Start of SUPPLIED DATA

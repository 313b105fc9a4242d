use crate::Token;

/// Pluggable token equality.
///
/// Resolution order: the caller-supplied comparator if present, otherwise
/// exact equality, otherwise case-folded equality if the fallback is
/// enabled. The default policy has no comparator and the fallback enabled.
pub struct Equality<'a, T> {
    comparator: Option<&'a dyn Fn(&T, &T) -> bool>,
    ignore_case: bool,
}

impl<'a, T> Equality<'a, T> {
    /// A policy with the given comparator and case-fold fallback.
    pub fn new(comparator: Option<&'a dyn Fn(&T, &T) -> bool>, ignore_case: bool) -> Self {
        Equality {
            comparator,
            ignore_case,
        }
    }

    /// Exact equality, no fallback.
    pub fn exact() -> Self {
        Equality {
            comparator: None,
            ignore_case: false,
        }
    }
}

impl<T: Token> Equality<'_, T> {
    /// Whether two tokens are equal under this policy.
    ///
    /// Pure and total; never fails.
    pub fn equals(&self, left: &T, right: &T) -> bool {
        match self.comparator {
            Some(comparator) => comparator(left, right),
            None => left == right || (self.ignore_case && left.eq_folded(right)),
        }
    }
}

impl<T> Default for Equality<'_, T> {
    fn default() -> Self {
        Equality {
            comparator: None,
            ignore_case: true,
        }
    }
}

impl<T> Clone for Equality<'_, T> {
    fn clone(&self) -> Self {
        *self
    }
}

impl<T> Copy for Equality<'_, T> {}
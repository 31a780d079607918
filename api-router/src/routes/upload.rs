use axum::{extract::State, response::IntoResponse, Json};
use axum_typed_multipart::{FieldData, TryFromMultipart, TypedMultipart};
use common::{error::AppError, storage::types::file_info::FileInfo, utils::ingest_limits::validate_upload};
use serde::Serialize;
use tempfile::NamedTempFile;
use tracing::info;

use crate::{api_state::ApiState, error::ApiError};

#[derive(Debug, TryFromMultipart)]
pub struct UploadParams {
    // Size is bounded by the route's body limit and `validate_upload`.
    #[form_data(limit = "unlimited")]
    pub file: FieldData<NamedTempFile>,
}

#[derive(Debug, Serialize)]
pub struct UploadResponse {
    pub session_id: String,
    pub chunk_count: usize,
}

/// Parses, chunks and indexes one document and opens a session over it.
/// The temporary file is removed when the handler returns.
pub async fn upload_document(
    State(state): State<ApiState>,
    TypedMultipart(input): TypedMultipart<UploadParams>,
) -> Result<impl IntoResponse, ApiError> {
    let FieldData { metadata, contents } = input.file;
    let size = contents.as_file().metadata().map_err(AppError::from)?.len();

    let file_info = FileInfo::new(
        metadata.file_name.as_deref(),
        metadata.content_type.as_deref(),
        size,
    )?;
    validate_upload(&state.config, &file_info)?;

    info!(
        file_name = %file_info.file_name,
        mime_type = %file_info.mime_type,
        size,
        "Received document upload"
    );

    let document = state
        .ingestion
        .ingest_file(contents.path(), file_info.kind)
        .await?;
    let chunk_count = document.len();
    let session_id = state.sessions.create(document).await;

    info!(%session_id, chunk_count, "Session created");

    Ok(Json(UploadResponse {
        session_id,
        chunk_count,
    }))
}
pub mod answer_retrieval;
pub mod pipeline;
pub mod reranking;

use serde::Serialize;

pub use pipeline::{RankingStage, RetrievalConfig, RetrievalOutcome, RetrievalPipeline};

/// Which stage produced a passage's score. Distances and rerank scores live
/// on different scales and run in opposite directions, so they are never
/// compared with each other.
#[derive(Debug, Clone, Copy, PartialEq, Serialize)]
#[serde(tag = "stage", content = "value", rename_all = "snake_case")]
pub enum PassageScore {
    /// Squared L2 distance from the query; lower is closer.
    VectorDistance(f32),
    /// Cross-encoder relevance; higher is better.
    Rerank(f32),
}

/// A chunk chosen as context for a question, in descending relevance order.
#[derive(Debug, Clone, PartialEq, Serialize)]
pub struct RetrievedPassage {
    pub ordinal: usize,
    pub text: String,
    pub score: PassageScore,
}
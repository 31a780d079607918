use axum::{extract::State, http::StatusCode, response::IntoResponse, Json};
use serde_json::json;

use crate::api_state::ApiState;

/// Readiness probe. Everything lives in process memory, so being able to
/// take the session lock is the whole check.
pub async fn ready(State(state): State<ApiState>) -> impl IntoResponse {
    let active_sessions = state.sessions.len().await;

    (
        StatusCode::OK,
        Json(json!({
            "status": "ok",
            "checks": { "sessions": "ok" },
            "active_sessions": active_sessions,
        })),
    )
}
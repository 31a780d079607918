#![allow(clippy::missing_docs_in_private_items)]

pub mod chunking;
pub mod pipeline;
pub mod utils;

pub use chunking::chunk_text_semantically;
pub use pipeline::{IngestionConfig, IngestionPipeline};
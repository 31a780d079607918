use std::path::Path;

use common::{error::AppError, storage::types::file_info::DocumentKind};

use super::{
    docx_ingestion::extract_docx_content, markdown::markdown_to_plain_text,
    pdf_ingestion::extract_pdf_content,
};

/// Reads `path` and returns its text according to `kind`.
pub async fn extract_text_from_file(path: &Path, kind: DocumentKind) -> Result<String, AppError> {
    match kind {
        DocumentKind::PlainText => read_utf8(path).await,
        DocumentKind::Markdown => {
            let source = read_utf8(path).await?;
            Ok(markdown_to_plain_text(&source))
        }
        DocumentKind::Pdf => extract_pdf_content(path).await,
        DocumentKind::Docx => extract_docx_content(path).await,
    }
}

async fn read_utf8(path: &Path) -> Result<String, AppError> {
    let bytes = tokio::fs::read(path)
        .await
        .map_err(|err| AppError::ParseFailure(format!("Failed to read upload: {err}")))?;

    let text = String::from_utf8(bytes)
        .map_err(|err| AppError::ParseFailure(format!("Upload is not valid UTF-8: {err}")))?;

    // A leading byte-order mark is not content.
    Ok(text
        .strip_prefix('\u{feff}')
        .map(str::to_owned)
        .unwrap_or(text))
}
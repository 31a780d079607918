/// Characters that end a sentence fragment. The terminator stays attached to
/// the fragment it closes.
pub const SENTENCE_TERMINATORS: [char; 4] = ['。', '！', '？', '\n'];

/// Splits `text` into chunks of roughly `chunk_size` characters, cutting
/// only at sentence boundaries.
///
/// Fragments are accumulated until adding the next one would push the buffer
/// past `chunk_size`; the buffer is then emitted and the next one starts with
/// its last `overlap` characters. A single fragment longer than `chunk_size`
/// is never split, so such a chunk may exceed the target. Lengths are counted
/// in characters, not bytes.
pub fn chunk_text_semantically(text: &str, chunk_size: usize, overlap: usize) -> Vec<String> {
    let mut chunks = Vec::new();
    let mut current = String::new();
    let mut current_len = 0usize;

    for fragment in text.split_inclusive(|c: char| SENTENCE_TERMINATORS.contains(&c)) {
        let fragment_len = fragment.chars().count();

        if !current.is_empty() && current_len.saturating_add(fragment_len) > chunk_size {
            let tail = char_tail(&current, overlap);
            let mut next = String::with_capacity(tail.len().saturating_add(fragment.len()));
            next.push_str(tail);
            next.push_str(fragment);

            current_len = tail.chars().count().saturating_add(fragment_len);
            chunks.push(std::mem::replace(&mut current, next));
        } else {
            current.push_str(fragment);
            current_len = current_len.saturating_add(fragment_len);
        }
    }

    if !current.is_empty() {
        chunks.push(current);
    }

    chunks
}

/// The last `count` characters of `text` (all of it when shorter).
fn char_tail(text: &str, count: usize) -> &str {
    if count == 0 {
        return "";
    }
    let skip = text.chars().count().saturating_sub(count);
    text.char_indices()
        .nth(skip)
        .and_then(|(start, _)| text.get(start..))
        .unwrap_or_default()
}
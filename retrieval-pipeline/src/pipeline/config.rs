use common::utils::config::AppConfig;

/// Tunable parameters of two-stage retrieval.
#[derive(Debug, Clone, Copy, PartialEq, Eq)]
pub struct RetrievalConfig {
    /// How many vector candidates to fetch per requested passage before
    /// reranking.
    pub overfetch_factor: usize,
}

impl Default for RetrievalConfig {
    fn default() -> Self {
        Self {
            overfetch_factor: 3,
        }
    }
}

impl RetrievalConfig {
    pub fn from_app_config(config: &AppConfig) -> Self {
        Self {
            overfetch_factor: config.retrieval_overfetch_factor.max(1),
        }
    }

    /// Candidates to pull from the index for a request of `k` passages over
    /// a corpus of `corpus_size` chunks.
    pub const fn overfetch(&self, k: usize, corpus_size: usize) -> usize {
        let wanted = self.overfetch_factor.saturating_mul(k);
        if wanted < corpus_size {
            wanted
        } else {
            corpus_size
        }
    }
}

End of SUPPLIED DATA

(TASK ITEM): Retype every line up to and including the one that contains "the fallback is", beginning at the first line of the records, with no edits.

(RESPONSE):
repository 313b105fc9a4242d
use crate::Token;

/// Pluggable token equality.
///
/// Resolution order: the caller-supplied comparator if present, otherwise
/// exact equality, otherwise case-folded equality if the fallback is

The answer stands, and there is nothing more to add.